* Records to use:
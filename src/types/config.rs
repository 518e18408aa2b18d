use std::path::PathBuf;
use serde::{Deserialize, Serialize};

use crate::classify::ClassifierConfig;
use crate::summary::WindowConfig;
use crate::types::llm::LLMConfig;

/// Immutable configuration for one pipeline run.
///
/// The config is threaded explicitly through every component entry point so
/// runs stay independently testable and reentrant; nothing in the crate reads
/// ambient global state.
#[derive(Debug, Clone, Serialize, Deserialize)]
pub struct PipelineConfig {
    /// Windowing parameters for the chunked summarizer
    pub window: WindowConfig,
    /// Classification service configuration
    pub classifier: ClassifierConfig,
    /// Generation service configuration
    pub llm: LLMConfig,
    /// Maximum concurrent classification calls
    pub classify_fan_out: usize,
    /// Maximum concurrent per-window generation calls
    pub summary_fan_out: usize,
    /// Optional path to a tier table overriding the embedded one
    pub tier_table_path: Option<PathBuf>,
    /// Directory that receives per-run artifact subdirectories
    pub output_dir: PathBuf,
}

impl Default for PipelineConfig {
    fn default() -> Self {
        Self {
            window: WindowConfig::default(),
            classifier: ClassifierConfig::default(),
            llm: LLMConfig::default(),
            classify_fan_out: 4,
            summary_fan_out: 4,
            tier_table_path: None,
            output_dir: PathBuf::from("output"),
        }
    }
}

* Exercise brief:
Give each entry again, spelled exactly as shown.

* Written response:
filename src/types/config.rs
repository 518e18408aa2b18d
use std::path::PathBuf;
use serde::{Deserialize, Serialize};

use crate::classify::ClassifierConfig;
use crate::summary::WindowConfig;
use crate::types::llm::LLMConfig;

/// Immutable configuration for one pipeline run.
///
/// The config is threaded explicitly through every component entry point so
/// runs stay independently testable and reentrant; nothing in the crate reads
/// ambient global state.
#[derive(Debug, Clone, Serialize, Deserialize)]
pub struct PipelineConfig {
    /// Windowing parameters for the chunked summarizer
    pub window: WindowConfig,
    /// Classification service configuration
    pub classifier: ClassifierConfig,
    /// Generation service configuration
    pub llm: LLMConfig,
    /// Maximum concurrent classification calls
    pub classify_fan_out: usize,
    /// Maximum concurrent per-window generation calls
    pub summary_fan_out: usize,
    /// Optional path to a tier table overriding the embedded one
    pub tier_table_path: Option<PathBuf>,
    /// Directory that receives per-run artifact subdirectories
    pub output_dir: PathBuf,
}

impl Default for PipelineConfig {
    fn default() -> Self {
        Self {
            window: WindowConfig::default(),
            classifier: ClassifierConfig::default(),
            llm: LLMConfig::default(),
            classify_fan_out: 4,
            summary_fan_out: 4,
            tier_table_path: None,
            output_dir: PathBuf::from("output"),
        }
    }
}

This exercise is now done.